Reuters: Iran is happy with current oil prices above $100 a barrel, its oil minister said on Tuesday, despite warnings from the West on the impact on the world economy and a preference for softer prices from fellow OPEC producers in the Gulf.
By Ramin Mostafavi
TEHRAN, Nov 1 (Reuters) – Iran is happy with current oil prices above $100 a barrel, its oil minister said on Tuesday, despite warnings from the West on the impact on the world economy and a preference for softer prices from fellow OPEC producers in the Gulf.
OPEC, which controls a third of global oil production, will meet in December for the first time since June, when its meeting broke down after Gulf producers failed to convince other members to lift production to compensate for the loss of Libyan output.
“The current oil prices are good … we are not expecting the prices to change in winter,” Iran’s oil minister Rostam Qasemi told an oil conference.
“Before the (December) meeting, we will try to hold talks with other members to reach consensus on maintaining the OPEC production ceiling, especially now that Libyan crude has been resumed,” he added.
OPEC’s Secretary-General Abdullah al-Badri, with a conciliatory role between price hawks such as Iran and Venezuela and the more reserved Gulf producers, also attended the conference.
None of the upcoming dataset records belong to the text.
//! Marquee Web - HTMX interface and JSON API

#![warn(missing_docs)]
#![warn(clippy::missing_errors_doc)]
//!
//! Server-rendered pages and fragments on top of the search orchestrator.
//! The browser posts every keystroke and polls the rendered sections; all
//! state lives in the orchestrator actor of the visitor's session.

pub mod components;
pub mod errors;
pub mod handlers;
pub mod pages;
pub mod server;
pub mod session;

// Re-export main types
pub use errors::WebError;
pub use server::{AppState, build_router, run_server};
pub use session::{SESSION_COOKIE, Session, SessionRegistry};
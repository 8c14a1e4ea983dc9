//! Movie card component

use marquee_core::Movie;

use super::layout::escape;

/// Poster shown when a movie has none.
pub const FALLBACK_POSTER: &str = "/static/no-movie.svg";

/// Renders one movie as a card: poster, title, rating, language and year.
pub fn movie_card(movie: &Movie, image_base_url: &str) -> String {
    let poster = movie
        .poster_url(image_base_url)
        .unwrap_or_else(|| FALLBACK_POSTER.to_string());
    let title = escape(&movie.title);
    let language = escape(movie.original_language.as_deref().unwrap_or_default());

    format!(
        r#"<li class="movie-card bg-gray-800 rounded-2xl p-5 shadow-inner">
            <img src="{poster}" alt="{title}" class="rounded-lg h-auto w-full" />
            <div class="mt-4">
                <h3 class="text-white font-bold text-base line-clamp-1">{title}</h3>
                <div class="content mt-2 flex flex-row items-center flex-wrap gap-2 text-gray-400">
                    <div class="rating flex flex-row items-center gap-1">
                        <img src="/static/star.svg" alt="Star Icon" class="size-4" />
                        <p class="font-bold text-white">{rating}</p>
                    </div>
                    <span>&bull;</span>
                    <p class="lang capitalize">{language}</p>
                    <span>&bull;</span>
                    <p class="year">{year}</p>
                </div>
            </div>
        </li>"#,
        poster = escape(&poster),
        rating = movie.rating_label(),
        year = movie.year_label(),
    )
}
“The price of $100 is comfortable for the consumer and the producing countries …the crude price is not expected to come down until the end of this year,” he said.
“I am hopeful that there will be an agreement over OPEC’s production target in the next meeting,” al-Badri told reporters.
Iran along with African producers and Venezuela, blocked a Saudi-led proposal to increase output targets at OPEC’s last meeting on June 8, but Saudi Arabia boosted output unilaterally afterwards — a move which Tehran criticised.
OPEC oil output fell in October as reduced supplies from Iraq, Nigeria, Saudi Arabia and Angola offset rising Libyan supply, according to a Reuters survey.
The United Arab Emirates said on Monday oil producers can tolerate a further fall in oil prices to $80-$100 a barrel.
“For us it is very important to see a reasonable price…to us a price that is around $80-$100, that is reasonable,” said UAE Oil Minister Mohammed bin Dhaen al-Hamli.
The West’s energy watchdog, the International Energy Agency, to warn on Monday that OPEC should not cut output at its December meeting because the demand its oil will grow by half a million barrels per day in 2012 above the group’s September output.
Brent was trading at $107 a barrel on Tuesday, $20 short of the peak for 2011 and $40 short of an all-time high reached in 2008.